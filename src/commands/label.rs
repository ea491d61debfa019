//! Label the pull request described by the CI environment

use anyhow::Context;

use pr_size_labeler::adapters::github::{GitHubClient, api_base_url};
use pr_size_labeler::build_info::BuildInfo;
use pr_size_labeler::config::{LabelerConfig, config_path};
use pr_size_labeler::event::{RepoSlug, is_pull_request_event, parse_pr_number};
use pr_size_labeler::labeler::label_pull_request;
use pr_size_labeler::output::{LabelReport, OperationResult, OutputMode};

use crate::cli::LabelArgs;

fn required<'a>(value: Option<&'a str>, env: &str) -> anyhow::Result<&'a str> {
    value
        .filter(|v| !v.trim().is_empty())
        .with_context(|| format!("{env} is not set"))
}

fn skip(message: &str, mode: OutputMode) {
    log::info!("{message}");
    OperationResult {
        success: true,
        message: message.to_string(),
    }
    .render(mode);
}

/// Size the pull request and converge its labels
///
/// Non pull request events and malformed repository names are a no-op.
pub async fn label(args: &LabelArgs, build: &BuildInfo, mode: OutputMode) -> anyhow::Result<()> {
    let event_name = required(args.event_name.as_deref(), "GITHUB_EVENT_NAME")?;
    if !is_pull_request_event(event_name) {
        skip("Event is not a valid pull request event, doing nothing", mode);
        return Ok(());
    }

    let repository = required(args.repository.as_deref(), "GITHUB_REPOSITORY")?;
    let Some(repo) = RepoSlug::parse(repository) else {
        skip("Repository name is in the wrong format. Expected 'owner/repository'", mode);
        return Ok(());
    };

    let number = parse_pr_number(required(args.pr_number.as_deref(), "PULL_REQUEST_NUMBER")?)
        .context("parsing pull request number")?;

    let path = config_path(args.config_path.as_deref());
    let config = LabelerConfig::load(&path)
        .with_context(|| format!("loading configuration from {}", path.display()))?;

    let token = required(args.token.as_deref(), "GITHUB_TOKEN")?;
    let pull_request = format!("{repo}#{number}");
    let client = GitHubClient::new(
        token,
        &api_base_url(args.enterprise_url.as_deref()),
        repo,
        number,
        &build.user_agent(),
    )
    .context("creating GitHub client")?;

    let outcome = label_pull_request(&client, &config, args.dry_run)
        .await
        .with_context(|| format!("labelling {pull_request}"))?;

    LabelReport::new(pull_request, &outcome.classification, outcome.plan, outcome.applied)
        .render(mode);
    Ok(())
}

+ + + + + + +

Action item:
Filtering the entries above by the word "value", copy each line that matches.

Expected output:
fn required<'a>(value: Option<&'a str>, env: &str) -> anyhow::Result<&'a str> {
    value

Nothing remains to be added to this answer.